DOM APIs have much improved since jQuery first arrived, so while that was the case originally, it's become less true over time. It's definitely still less verbose though, for example:

  $('.my-component div').css({ background: 'yellow' })
vs.

  Array.from(document.querySelectorAll('.my-component div')).map(node => {
    node.style.background = 'yellow';
  })
The modern DOM API has forEach on NodeList so you can skip the Array.from.

  document.querySelectorAll('.my-component div').forEach(node => node.style.background = 'yellow');
https://developer.mozilla.org/en-US/docs/Web/API/NodeList/fo...
Why use map instead of forEach?
If you only want to translate(map) each element in to another set of value, using Map is much more simpler and readable than forEach
Actually, this is incorrect. You're abusing map here. The purpose of map is to map an existing array onto a new array. You're using map here to mutate properties on nodes in the original array, and creating a new Array, which has the length of the initial array, where each value is the return value of `node.style.background = 'yellow';`

forEach is much more indicative of what you're actually doing here, which is running through an iterable and mutating properties on each node.

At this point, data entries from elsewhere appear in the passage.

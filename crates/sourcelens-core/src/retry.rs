//! Bounded exponential backoff for transient failures

use crate::error::{Error, Result};
use std::future::Future;
use std::time::Duration;
use tokio::time::sleep;
use tracing::warn;

/// Configuration for retry logic
#[derive(Debug, Clone)]
pub struct RetryConfig {
    /// Maximum number of attempts (first try included)
    pub max_attempts: u32,
    /// Base delay between attempts
    pub base_delay: Duration,
    /// Ceiling on the computed delay
    pub max_delay: Duration,
    /// Multiplier for exponential backoff
    pub backoff_multiplier: f64,
    /// Add up to 25% random jitter to each delay
    pub jitter: bool,
}

impl Default for RetryConfig {
    fn default() -> Self {
        Self {
            max_attempts: 3,
            base_delay: Duration::from_millis(100),
            max_delay: Duration::from_secs(10),
            backoff_multiplier: 2.0,
            jitter: true,
        }
    }
}

impl RetryConfig {
    /// Create a retry configuration
    pub fn new(max_attempts: u32, base_delay: Duration) -> Self {
        Self {
            max_attempts,
            base_delay,
            ..Default::default()
        }
    }

    /// Disable retries entirely (single attempt)
    pub fn none() -> Self {
        Self {
            max_attempts: 1,
            ..Default::default()
        }
    }

    /// Calculate the delay preceding a given attempt (0-indexed)
    pub fn calculate_delay(&self, attempt: u32) -> Duration {
        let mut delay = Duration::from_millis(
            (self.base_delay.as_millis() as f64 * self.backoff_multiplier.powi(attempt as i32))
                as u64,
        );
        if delay > self.max_delay {
            delay = self.max_delay;
        }
        if self.jitter {
            let jitter_ms = (delay.as_millis() as f64 * 0.25 * rand::random::<f64>()) as u64;
            delay += Duration::from_millis(jitter_ms);
        }
        delay
    }
}

/// Run `op` until it succeeds, the error is non-retryable, or attempts run out.
///
/// The last error is returned on exhaustion.
pub async fn retry<T, F, Fut>(config: &RetryConfig, operation: &str, mut op: F) -> Result<T>
where
    F: FnMut() -> Fut,
    Fut: Future<Output = Result<T>>,
{
    let mut last_err: Option<Error> = None;
    for attempt in 0..config.max_attempts {
        if attempt > 0 {
            let delay = config.calculate_delay(attempt - 1);
            warn!(operation, attempt, delay_ms = delay.as_millis() as u64, "retrying");
            sleep(delay).await;
        }
        match op().await {
            Ok(value) => return Ok(value),
            Err(err) if err.is_retryable() => last_err = Some(err),
            Err(err) => return Err(err),
        }
    }
    Err(last_err.unwrap_or_else(|| Error::graph(format!("{operation}: retries exhausted"))))
}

Simple rule of thumb: if you're not using the results of `map`, you shouldn't be using it.

The code loops through an array, has side effects and returns nothing so forEach would be more descriptive IMO.

As for simple/readable it’s the same code but s/map/forEach.

Yes, in a way... it’s certainly (IMO) nicer to use than the DOM API. But “done right” used to mean not just “nicer to use” but “actually implemented correctly” (unlike major browsers at the time). Now that the DOM basics are pretty well-standardized, it’s mostly just “sugar” which isn’t necessarily worth the extra bundle size.

Another, bigger factor is that most modern frameworks use some form of templating and binding which means that you have less need to modify/interact with the DOM directly.